You are correct that:

refCnt +1
dispatcher.internalPublish(msg);
refCnt - 1

is the same as not doing any retains/releases. Hence my statement In practice, one retain cancels out the release, so for methods that pass the buffer only once, nothing needs to be done.

In the end it comes down to maintainability. How easy is it to see if a method, viewed on its own, handles buffers correctly. It is very hard to see from just the name of a message call, if that call will consume the buffer or not, since the name does not tell the viewer if the call just passes the buffer on within moquette, or if it is actually a call to an external library. As a result, when reviewing code, the reviewer has to check for every method call where it goes to see if a retain is needed.

andsel · 2021-05-22T14:39:44Z

Correct, I'm thing to best ways to avoid instructions that are not strictly correlated to a method logic, such those retain before passing a buffer to a method call, and release after that method returned, because I think it make the code little bit hard to understand.
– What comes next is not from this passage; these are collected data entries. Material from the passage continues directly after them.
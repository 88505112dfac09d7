//! Read-through caching data source.
//!
//! A read at position `p` is served from the span covering `p` when there is
//! one. Otherwise the hole from `p` up to the next cached span (or the end of
//! the request) is fetched upstream and written back as new spans while it is
//! being returned to the reader.

use async_trait::async_trait;
use bytes::Bytes;
use std::io::SeekFrom;
use std::sync::atomic::{AtomicU64, Ordering};
use std::sync::Arc;
use tokio::io::{AsyncReadExt, AsyncSeekExt};
use tracing::{debug, warn};

use super::http::{HttpDataSource, HttpDataSourceFactory};
use super::{DataSource, DataSourceFactory, DataSpec};
use crate::cache::{CachedSpan, SegmentCache, SpanWriter};
use crate::error::{PlaybackError, Result};

const READ_CHUNK_BYTES: u64 = 64 * 1024;

/// Behavior switches of [`CacheDataSource`].
#[derive(Debug, Clone, Copy, PartialEq, Eq)]
pub struct CacheFlags {
    /// On a cache read or write failure, continue from upstream without the
    /// cache instead of failing the read.
    pub ignore_cache_on_error: bool,
}

impl Default for CacheFlags {
    fn default() -> Self {
        Self {
            ignore_cache_on_error: true,
        }
    }
}

/// Byte counters shared by all sources of one factory.
#[derive(Debug, Default)]
pub struct SourceStats {
    from_cache: AtomicU64,
    from_upstream: AtomicU64,
}

impl SourceStats {
    pub fn bytes_from_cache(&self) -> u64 {
        self.from_cache.load(Ordering::Relaxed)
    }

    pub fn bytes_from_upstream(&self) -> u64 {
        self.from_upstream.load(Ordering::Relaxed)
    }
}

/// Builds [`CacheDataSource`]s over one cache and one upstream factory.
pub struct CacheDataSourceFactory {
    cache: Arc<SegmentCache>,
    upstream: Arc<HttpDataSourceFactory>,
    flags: CacheFlags,
    stats: Arc<SourceStats>,
}

impl CacheDataSourceFactory {
    pub fn new(
        cache: Arc<SegmentCache>,
        upstream: Arc<HttpDataSourceFactory>,
        flags: CacheFlags,
    ) -> Self {
        Self {
            cache,
            upstream,
            flags,
            stats: Arc::new(SourceStats::default()),
        }
    }

    pub fn cache(&self) -> &Arc<SegmentCache> {
        &self.cache
    }

    pub fn upstream(&self) -> &HttpDataSourceFactory {
        &self.upstream
    }

    pub fn flags(&self) -> CacheFlags {
        self.flags
    }

    pub fn stats(&self) -> &SourceStats {
        &self.stats
    }

    pub fn create_cache_source(&self) -> CacheDataSource {
        CacheDataSource {
            cache: Arc::clone(&self.cache),
            upstream: Arc::clone(&self.upstream),
            flags: self.flags,
            stats: Arc::clone(&self.stats),
            uri: String::new(),
            key: String::new(),
            position: 0,
            remaining: None,
            bypass_cache: false,
            block: Block::Idle,
            upstream_bytes: 0,
        }
    }
}

impl DataSourceFactory for CacheDataSourceFactory {
    fn create_data_source(&self) -> Box<dyn DataSource> {
        Box::new(self.create_cache_source())
    }
}

enum Block {
    Idle,
    Cached {
        file: tokio::fs::File,
        left: u64,
    },
    Upstream {
        source: HttpDataSource,
        writer: Option<SpanWriter>,
        left: Option<u64>,
    },
}

enum BlockRead {
    Data(Bytes),
    /// The block is used up; more data may follow in the next block.
    Exhausted,
    /// Upstream ended before the block did.
    EndOfResource,
}

/// Data source that serves cached spans and backfills holes from upstream.
pub struct CacheDataSource {
    cache: Arc<SegmentCache>,
    upstream: Arc<HttpDataSourceFactory>,
    flags: CacheFlags,
    stats: Arc<SourceStats>,
    uri: String,
    key: String,
    position: u64,
    remaining: Option<u64>,
    bypass_cache: bool,
    block: Block,
    upstream_bytes: u64,
}

impl CacheDataSource {
    /// Cache key of the open spec.
    pub fn key(&self) -> &str {
        &self.key
    }

    pub fn position(&self) -> u64 {
        self.position
    }

    /// Bytes this source has pulled from upstream since it was created.
    pub fn upstream_bytes(&self) -> u64 {
        self.upstream_bytes
    }

    /// Whether a cache failure switched this source to upstream-only reads.
    pub fn is_bypassing_cache(&self) -> bool {
        self.bypass_cache
    }

    async fn open_next_block(&mut self) -> Result<bool> {
        if !self.bypass_cache {
            if let Some(span) = self.cache.lookup(&self.key, self.position) {
                match open_span(&span, self.position).await {
                    Ok(file) => {
                        self.block = Block::Cached {
                            file,
                            left: span.end() - self.position,
                        };
                        return Ok(true);
                    }
                    Err(e) => self.on_cache_error(e)?,
                }
            }

            if let Some(total) = self.cache.content_length(&self.key) {
                if self.position >= total {
                    return Ok(false);
                }
            }
        }

        let hole_end = if self.bypass_cache {
            None
        } else {
            self.cache.next_span_start(&self.key, self.position)
        };
        let hole = hole_end.map(|end| end - self.position);
        let block_len = match (self.remaining, hole) {
            (Some(remaining), Some(hole)) => Some(remaining.min(hole)),
            (remaining, None) => remaining,
            (None, hole) => hole,
        };

        let spec = DataSpec::new(self.uri.clone())
            .with_position(self.position)
            .with_length(block_len)
            .with_key(self.key.clone());

        let mut source = self.upstream.create_http_source();
        let available = source.open(&spec).await?;

        if let Some(total) = source.resource_length() {
            self.cache.set_content_length(&self.key, total);
        }

        if available == Some(0) {
            source.close().await?;
            return Ok(false);
        }

        let writer = if self.bypass_cache {
            None
        } else {
            match self.cache.start_write(&self.key, self.position).await {
                Ok(writer) => Some(writer),
                Err(e) => {
                    self.on_cache_error(e)?;
                    None
                }
            }
        };

        debug!(
            key = %self.key,
            position = self.position,
            length = ?available,
            caching = writer.is_some(),
            "Filling cache hole from upstream"
        );

        self.block = Block::Upstream {
            source,
            writer,
            left: available,
        };
        Ok(true)
    }

    async fn read_block(&mut self) -> Result<BlockRead> {
        let want = self
            .remaining
            .map_or(READ_CHUNK_BYTES, |r| r.min(READ_CHUNK_BYTES));

        match &mut self.block {
            Block::Idle => Ok(BlockRead::Exhausted),

            Block::Cached { file, left } => {
                if *left == 0 {
                    return Ok(BlockRead::Exhausted);
                }
                let mut buf = vec![0u8; want.min(*left) as usize];
                let n = file
                    .read(&mut buf)
                    .await
                    .map_err(|e| PlaybackError::CacheError(format!("span read failed: {}", e)))?;
                if n == 0 {
                    return Err(PlaybackError::CacheError("span file truncated".to_string()));
                }
                buf.truncate(n);
                *left -= n as u64;
                self.stats.from_cache.fetch_add(n as u64, Ordering::Relaxed);
                Ok(BlockRead::Data(Bytes::from(buf)))
            }

            Block::Upstream {
                source,
                writer,
                left,
            } => {
                let Some(chunk) = source.read().await? else {
                    return Ok(match left {
                        Some(0) => BlockRead::Exhausted,
                        _ => BlockRead::EndOfResource,
                    });
                };

                let len = chunk.len() as u64;
                if let Some(left) = left.as_mut() {
                    *left = left.saturating_sub(len);
                }
                self.upstream_bytes += len;
                self.stats.from_upstream.fetch_add(len, Ordering::Relaxed);

                if let Some(active) = writer.as_mut() {
                    if let Err(e) = active.write(&chunk).await {
                        warn!(error = %e, "Dropping cache write, continuing from upstream");
                        *writer = None;
                    }
                }

                // Roll over so an interrupted transfer keeps whole spans.
                let max_span = self.cache.config().max_span_bytes;
                if writer.as_ref().is_some_and(|w| w.len() >= max_span) {
                    if let Some(full) = writer.take() {
                        let next_start = full.start() + full.len();
                        if let Err(e) = full.commit().await {
                            warn!(error = %e, "Failed to commit span");
                        }
                        match self.cache.start_write(&self.key, next_start).await {
                            Ok(next) => *writer = Some(next),
                            Err(e) => warn!(error = %e, "Failed to start next span"),
                        }
                    }
                }

                Ok(BlockRead::Data(chunk))
            }
        }
    }

    /// Close the current block, committing whatever it wrote.
    async fn finish_block(&mut self) {
        match std::mem::replace(&mut self.block, Block::Idle) {
            Block::Idle | Block::Cached { .. } => {}
            Block::Upstream {
                mut source, writer, ..
            } => {
                if let Some(writer) = writer {
                    if let Err(e) = writer.commit().await {
                        warn!(key = %self.key, error = %e, "Failed to commit span");
                    }
                }
                let _ = source.close().await;
            }
        }
    }

    fn on_cache_error(&mut self, err: PlaybackError) -> Result<()> {
        if self.flags.ignore_cache_on_error {
            warn!(key = %self.key, error = %err, "Cache failed, reading upstream only");
            self.bypass_cache = true;
            Ok(())
        } else {
            Err(err)
        }
    }
}

#[async_trait]
impl DataSource for CacheDataSource {
    async fn open(&mut self, spec: &DataSpec) -> Result<Option<u64>> {
        self.finish_block().await;

        self.uri = spec.uri.clone();
        self.key = spec.cache_key();
        self.position = spec.position;
        self.remaining = spec.length;

        if let Some(total) = self.cache.content_length(&self.key) {
            let available = total.saturating_sub(self.position);
            self.remaining = Some(self.remaining.map_or(available, |r| r.min(available)));
        }

        Ok(self.remaining)
    }

    async fn read(&mut self) -> Result<Option<Bytes>> {
        loop {
            if self.remaining == Some(0) {
                self.finish_block().await;
                return Ok(None);
            }

            if matches!(self.block, Block::Idle) && !self.open_next_block().await? {
                return Ok(None);
            }

            match self.read_block().await {
                Ok(BlockRead::Data(chunk)) => {
                    let len = chunk.len() as u64;
                    self.position += len;
                    if let Some(remaining) = self.remaining.as_mut() {
                        *remaining = remaining.saturating_sub(len);
                    }
                    return Ok(Some(chunk));
                }
                Ok(BlockRead::Exhausted) => self.finish_block().await,
                Ok(BlockRead::EndOfResource) => {
                    self.finish_block().await;
                    return Ok(None);
                }
                Err(e) if matches!(self.block, Block::Cached { .. }) && e.is_cache_error() => {
                    self.block = Block::Idle;
                    self.on_cache_error(e)?;
                }
                Err(e) => return Err(e),
            }
        }
    }

    async fn close(&mut self) -> Result<()> {
        self.finish_block().await;
        Ok(())
    }

    fn resource_length(&self) -> Option<u64> {
        self.cache.content_length(&self.key)
    }
}

async fn open_span(span: &CachedSpan, position: u64) -> Result<tokio::fs::File> {
    let mut file = tokio::fs::File::open(&span.path)
        .await
        .map_err(|e| PlaybackError::CacheError(format!("cannot open span: {}", e)))?;
    file.seek(SeekFrom::Start(position - span.start))
        .await
        .map_err(|e| PlaybackError::CacheError(format!("cannot seek span: {}", e)))?;
    Ok(file)
}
I thought that if a method consumes a buffer we could also impose that before touching it, it has to retain and release after, before the return of the method. In this way only the outer "shell method" that received the buffer from Netty (or created it) has the duty to call the release to make it clean.

hylkevds · 2021-05-22T16:30:04Z

Yes, it is also possible to only do those retains/releases at the "edges" of Moquette.
Lets see, that would mean:

Release at the end of every method that

receives data from Netty or other external sources. It's important that those methods are never called from within Moquette. Maybe explicitly naming them would help there. Adding a javadoc comment about it would also help. Renaming internalPublish to directPublish (or adding a directPublish that releases) may be a good idea to make this clearer.
creates a buffer.
calls remove() on a queue/buffer. (also, put() can remove something!)
calls 'get()' on a queue/buffer, unless:
- the value is never passed on, then also no retain()
- it's certain that another thread can not release() the value before the method is done

Retain when

Handing to external libraries
- channel.write()
- channel.writeAndFlush()
- others?
put() on a queue/buffer
get() on a queue/buffer, unless
- the value is never passed on, then also no release()
- it's certain that another thread can not release() the value before the method is done

I think that's all the cases...

andsel · 2021-05-23T15:06:21Z

Adding a javadoc comment about it would also help.

This is good in general, in Javadoc cite the fact that the ByteBuf the method is receiving is going to be released.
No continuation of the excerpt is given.